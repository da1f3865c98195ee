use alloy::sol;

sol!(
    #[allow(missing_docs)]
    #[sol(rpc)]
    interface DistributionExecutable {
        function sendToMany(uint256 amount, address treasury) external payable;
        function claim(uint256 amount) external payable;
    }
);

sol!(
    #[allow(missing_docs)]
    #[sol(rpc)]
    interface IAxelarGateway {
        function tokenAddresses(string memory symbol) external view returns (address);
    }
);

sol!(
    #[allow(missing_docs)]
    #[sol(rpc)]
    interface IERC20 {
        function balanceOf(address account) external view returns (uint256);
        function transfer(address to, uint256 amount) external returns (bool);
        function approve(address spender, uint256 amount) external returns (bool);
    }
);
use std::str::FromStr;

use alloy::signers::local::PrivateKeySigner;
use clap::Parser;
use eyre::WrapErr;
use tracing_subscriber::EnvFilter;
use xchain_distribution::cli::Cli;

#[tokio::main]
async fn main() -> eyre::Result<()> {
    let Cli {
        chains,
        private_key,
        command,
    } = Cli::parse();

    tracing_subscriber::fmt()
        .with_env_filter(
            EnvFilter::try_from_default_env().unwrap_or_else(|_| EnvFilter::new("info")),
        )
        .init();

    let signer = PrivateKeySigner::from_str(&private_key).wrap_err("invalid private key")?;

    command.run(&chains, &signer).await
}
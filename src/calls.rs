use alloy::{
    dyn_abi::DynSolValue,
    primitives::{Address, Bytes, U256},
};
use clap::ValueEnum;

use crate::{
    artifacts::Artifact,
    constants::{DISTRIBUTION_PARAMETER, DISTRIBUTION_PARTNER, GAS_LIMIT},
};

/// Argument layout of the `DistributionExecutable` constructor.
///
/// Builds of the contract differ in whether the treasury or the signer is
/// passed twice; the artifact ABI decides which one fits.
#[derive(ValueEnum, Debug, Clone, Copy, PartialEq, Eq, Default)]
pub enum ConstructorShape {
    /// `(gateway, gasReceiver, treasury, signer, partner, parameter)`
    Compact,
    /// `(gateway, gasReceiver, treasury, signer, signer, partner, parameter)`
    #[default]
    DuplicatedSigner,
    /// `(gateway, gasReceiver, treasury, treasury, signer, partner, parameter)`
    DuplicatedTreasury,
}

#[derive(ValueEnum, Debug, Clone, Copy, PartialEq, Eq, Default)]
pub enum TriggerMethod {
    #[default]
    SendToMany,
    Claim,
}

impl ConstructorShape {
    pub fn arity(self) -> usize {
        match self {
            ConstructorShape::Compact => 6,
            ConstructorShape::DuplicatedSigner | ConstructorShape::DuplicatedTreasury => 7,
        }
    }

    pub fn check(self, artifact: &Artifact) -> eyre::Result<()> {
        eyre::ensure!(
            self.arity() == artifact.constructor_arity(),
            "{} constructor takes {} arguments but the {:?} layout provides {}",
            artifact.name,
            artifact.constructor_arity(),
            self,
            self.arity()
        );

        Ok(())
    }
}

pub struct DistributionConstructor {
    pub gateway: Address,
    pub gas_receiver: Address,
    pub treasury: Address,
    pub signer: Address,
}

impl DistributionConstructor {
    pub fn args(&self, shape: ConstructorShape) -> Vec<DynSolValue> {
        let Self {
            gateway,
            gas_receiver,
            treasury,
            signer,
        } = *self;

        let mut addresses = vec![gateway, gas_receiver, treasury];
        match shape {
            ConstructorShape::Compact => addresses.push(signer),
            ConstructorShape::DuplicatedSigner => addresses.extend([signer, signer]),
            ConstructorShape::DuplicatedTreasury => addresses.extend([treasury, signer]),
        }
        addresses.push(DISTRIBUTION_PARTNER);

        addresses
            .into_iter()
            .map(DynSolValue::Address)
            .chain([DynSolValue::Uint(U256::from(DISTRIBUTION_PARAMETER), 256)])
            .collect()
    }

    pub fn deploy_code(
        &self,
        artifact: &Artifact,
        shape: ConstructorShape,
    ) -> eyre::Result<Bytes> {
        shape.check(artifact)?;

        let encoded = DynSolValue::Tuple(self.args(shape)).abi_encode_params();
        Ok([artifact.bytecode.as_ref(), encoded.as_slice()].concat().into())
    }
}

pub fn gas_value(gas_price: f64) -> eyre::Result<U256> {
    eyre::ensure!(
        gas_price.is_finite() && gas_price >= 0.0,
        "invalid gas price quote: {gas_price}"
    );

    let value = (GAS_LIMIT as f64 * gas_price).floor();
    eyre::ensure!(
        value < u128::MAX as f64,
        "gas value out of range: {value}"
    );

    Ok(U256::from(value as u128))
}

┄┄┄┄┄┄┄┄┄┄

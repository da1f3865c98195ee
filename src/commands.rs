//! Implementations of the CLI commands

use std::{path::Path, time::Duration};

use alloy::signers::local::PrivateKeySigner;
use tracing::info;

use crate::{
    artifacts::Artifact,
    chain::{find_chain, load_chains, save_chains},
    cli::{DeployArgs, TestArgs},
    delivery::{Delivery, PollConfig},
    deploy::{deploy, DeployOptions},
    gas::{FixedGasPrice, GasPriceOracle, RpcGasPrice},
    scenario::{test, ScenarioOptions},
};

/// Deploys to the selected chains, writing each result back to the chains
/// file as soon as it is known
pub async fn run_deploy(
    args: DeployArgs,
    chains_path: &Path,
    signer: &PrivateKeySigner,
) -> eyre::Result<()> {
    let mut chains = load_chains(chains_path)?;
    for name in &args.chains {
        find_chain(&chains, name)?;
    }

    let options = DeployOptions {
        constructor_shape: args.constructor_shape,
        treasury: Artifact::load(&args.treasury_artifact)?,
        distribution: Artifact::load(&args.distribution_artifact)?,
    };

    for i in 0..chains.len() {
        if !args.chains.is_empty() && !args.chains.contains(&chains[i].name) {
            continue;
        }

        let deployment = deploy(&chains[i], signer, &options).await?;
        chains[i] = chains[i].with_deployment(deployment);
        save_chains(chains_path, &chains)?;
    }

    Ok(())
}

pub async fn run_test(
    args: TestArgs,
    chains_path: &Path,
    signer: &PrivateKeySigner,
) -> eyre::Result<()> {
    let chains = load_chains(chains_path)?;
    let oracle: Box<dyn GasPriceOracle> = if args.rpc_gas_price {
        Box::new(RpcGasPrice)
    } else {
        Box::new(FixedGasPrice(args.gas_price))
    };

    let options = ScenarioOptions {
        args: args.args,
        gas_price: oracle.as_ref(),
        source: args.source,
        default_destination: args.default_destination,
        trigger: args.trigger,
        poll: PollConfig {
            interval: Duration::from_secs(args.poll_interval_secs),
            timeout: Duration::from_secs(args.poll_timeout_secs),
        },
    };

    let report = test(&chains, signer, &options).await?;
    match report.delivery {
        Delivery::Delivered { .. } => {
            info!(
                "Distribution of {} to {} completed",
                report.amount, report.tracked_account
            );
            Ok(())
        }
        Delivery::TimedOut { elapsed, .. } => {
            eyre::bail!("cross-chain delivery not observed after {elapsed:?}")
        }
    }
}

┄┄┄┄┄┄┄┄┄┄

§ Exercise goal:
Across all the entries, how many lines hold the string "info"? Only the number is needed.

§ Reply:
3